The USB to RS485 converter, or adapter, is an essential tool in industrial settings. They are most often employed as fast, simple solutions for connecting personal computers and contemporary devices to industrial automation networks. On factory floors, in automation, and insecurity situations like with surveillance cameras and security card readers, they allow one to connect their contemporary device to legacy communication protocols with simplicity and ease.
RS485 & Star Topologies
As with most higher-level protocols, with an RS485 network, one of the nodes is defined as a master that can send queries and commands via the RS485 bus, and all other nodes receive this data. Depending on the data, some of the nodes on the line respond to the master. The RS485 protocol is a default “master-slave” point-to-point configuration. Also known as “multi-drop” configuration. They use multiport repeaters to construct large star topologies.
Star topologies, also known as star networks, are one of the most common network configurations. Every node will connect to a central network device, commonly a computer but also a hub or switch. The central device is a server and its peripheral components are clients. If you imagine the topology represented in a drawing, with the central device at the center and peripheral components radiation out, connected by a network of RS485 cable, you’ll understand why it’s commonly referred to as a star topology.
These star topology networks are commonly constructed with RS485 protocols, and a USB to RS485 converter is a way to integrate a computer or laptop into them, assisting with monitoring and controls, and carrying out other tasks.
The Simplest USB to RS485 Adapter
At their most basic level, a USB to RS485 converter is a one-to-one connection: a single USB interface connecting to a single RS485 interface. Very straightforward functionality belies the capability of such converters. Coolgear’s will support Windows, Linux, and Mac device drivers and with plug and play installation, there is likely few conflicts. It is important to consider a higher quality converter, as cheaper versions will have trouble supporting some operating systems such as Windows 7 and Vista.
Multiport USB to RS485
Featuring anywhere from two, four or even more switch-selectable RS485 and RS422 interfaces, with support for point-to-point and point-to-multipoint configuration, among other features, a multiport converter is an excellent way to instantly add RS232/422/485 interface serial communication ports to your system, and take advantage of both the Plug-and-Play and Hot-Plug features of the USB bus.

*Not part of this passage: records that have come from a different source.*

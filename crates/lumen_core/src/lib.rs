//! Lumen Core - Scene descriptions and render settings.
//!
//! This crate provides:
//!
//! - **Scene description types**: `SceneDescription`, `MaterialDesc`, `SphereDesc`
//! - **Settings**: `RenderSettings`, `CameraConfig`
//! - **Loading**: JSON scene files with validation
//! - **Built-in scenes**: the random sphere field and small test scenes
//!
//! Nothing here knows how to render; `lumen_renderer` turns a description
//! into something it can trace.
//!
//! # Example
//!
//! ```ignore
//! use lumen_core::{builtin, load_scene};
//!
//! let scene = load_scene("scene.json")?;
//! println!("Loaded {} spheres, {} materials",
//!     scene.sphere_count(),
//!     scene.material_count());
//!
//! let field = builtin::random_spheres(42);
//! ```

pub mod builtin;
pub mod loader;
pub mod scene;
pub mod settings;

// Re-export commonly used types
pub use loader::{load_scene, scene_from_str, SceneError, SceneResult};
pub use scene::{MaterialDesc, ResolvedSphere, SceneDescription, SphereDesc};
pub use settings::{CameraConfig, RenderSettings};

Frequently no power supply is needed, though a switching power supply might be included, and they can be fully plug-and-play, including automatic send data controls and auto speed detections, among other features.
Some features you can expect in a Coolgear adapter are:
- Supports USB 1.1 and USB 2.0 transfer speeds from 1.5 up to 480 Mbps, automatic link, and speed detection.
- Multiple high-speed RS-232/422/485 serial ports via USB connection.
- 2K byte receive buffer.
- 2K byte transmit buffer for high-speed data throughput
- Requires no IRQ, DMA, I/O port.
- Data rates: 300 bps to 921.6Kbps.
- Serial port supports 5-pin screw-lock-type terminal block connector.
- Auto-transmit buffer control for 2-wire RS-485 half-duplex operation.
- Biasing and Termination resistors installed on-board.
- Supports RS-232 3-wire signals: RxD, TxD, GND
- Supports RS-422, RS-485 4-wire signals: TxD-, TxD+, RxD+, RxD-
- Supports RS-485 2-wire signals: data-, data+
- Monitor LEDS of TxD, RxD indicating port status
- AC to DC-12V, 1A switching power supply included
- Supports 3KV optical Isolation, 15KV ESD protection and 600W surge protection
- Virtual COM port drivers available for Windows 10, 8.1, 8, 7, Vista, 2003, 2000
- Industrial grade metal case with DIN-rail ears for Din-rail mounting.
- Chipset: FTDI FT4232H USB 2.0 to quad UART chip
- Dimensions: 192.42 x 122.22 x 23.60 mm (L×W×H), dimensions are to DIN rail(W), to power plug(L)
Avoid Problems with OS Systems
As mentioned, Windows Vista and Windows 7 are often troublesome for cheaper converters because of their chipsets. High-quality chipsets are essential, and beyond simply not working smoothly, they may not work at all with certain operating systems, especially the Microsoft systems mentioned. The cheaper processor chip will not meet the industry-standard requirements for serial communications, and the problem surfaces in newer operating systems.
The driver software can interact poorly with the combination of the operating system, software update packs, and peripherals, within a particular system. Low-level timing errors may cause computers to freeze, and COM-port connection problems can arise.
A cheap processor chip may result in an adapter that works fine with some computers, but not at all with other devices that are nearly identical. This can lead to a difficult-to-diagnose set of problems, and it is best to avoid by purchasing high-quality converters.